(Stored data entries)
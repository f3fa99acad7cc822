//! In-memory sticky assignment store.

use async_trait::async_trait;
use std::collections::HashMap;
use std::sync::Mutex;
use std::time::{Duration, Instant};
use tracing::debug;

use super::StickyStore;
use crate::infrastructure::cache::CacheResult;

/// Process-local sticky store.
///
/// Used when Redis is not configured, and by the integration tests.
/// Assignments are only visible to the local instance, which is acceptable
/// for single-node deployments. Expired entries are dropped lazily on read
/// and swept whenever the map grows past a threshold.
pub struct MemoryStickyStore {
    entries: Mutex<HashMap<String, (i64, Instant)>>,
}

const SWEEP_THRESHOLD: usize = 10_000;

impl MemoryStickyStore {
    pub fn new() -> Self {
        debug!("Using MemoryStickyStore (process-local sticky assignments)");
        Self {
            entries: Mutex::new(HashMap::new()),
        }
    }
}

impl Default for MemoryStickyStore {
    fn default() -> Self {
        Self::new()
    }
}

#[async_trait]
impl StickyStore for MemoryStickyStore {
    async fn get(&self, key: &str) -> CacheResult<Option<i64>> {
        let mut entries = self.entries.lock().expect("sticky store lock poisoned");

        match entries.get(key) {
            Some((target_id, expires_at)) if *expires_at > Instant::now() => Ok(Some(*target_id)),
            Some(_) => {
                entries.remove(key);
                Ok(None)
            }
            None => Ok(None),
        }
    }

    async fn set(&self, key: &str, target_id: i64, ttl: Duration) -> CacheResult<()> {
        let mut entries = self.entries.lock().expect("sticky store lock poisoned");

        if entries.len() >= SWEEP_THRESHOLD {
            let now = Instant::now();
            entries.retain(|_, (_, expires_at)| *expires_at > now);
        }

        entries.insert(key.to_string(), (target_id, Instant::now() + ttl));
        Ok(())
    }

    async fn health_check(&self) -> bool {
        true
    }
}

* WORK TO COMPLETE *
Restate verbatim all lines from the start of the data through the line containing "pub fn new()", with both ends kept.

* RESULT OF THIS EXERCISE *
repository f3fa99acad7cc822
//! In-memory sticky assignment store.

use async_trait::async_trait;
use std::collections::HashMap;
use std::sync::Mutex;
use std::time::{Duration, Instant};
use tracing::debug;

use super::StickyStore;
use crate::infrastructure::cache::CacheResult;

/// Process-local sticky store.
///
/// Used when Redis is not configured, and by the integration tests.
/// Assignments are only visible to the local instance, which is acceptable
/// for single-node deployments. Expired entries are dropped lazily on read
/// and swept whenever the map grows past a threshold.
pub struct MemoryStickyStore {
    entries: Mutex<HashMap<String, (i64, Instant)>>,
}

const SWEEP_THRESHOLD: usize = 10_000;

impl MemoryStickyStore {
    pub fn new() -> Self {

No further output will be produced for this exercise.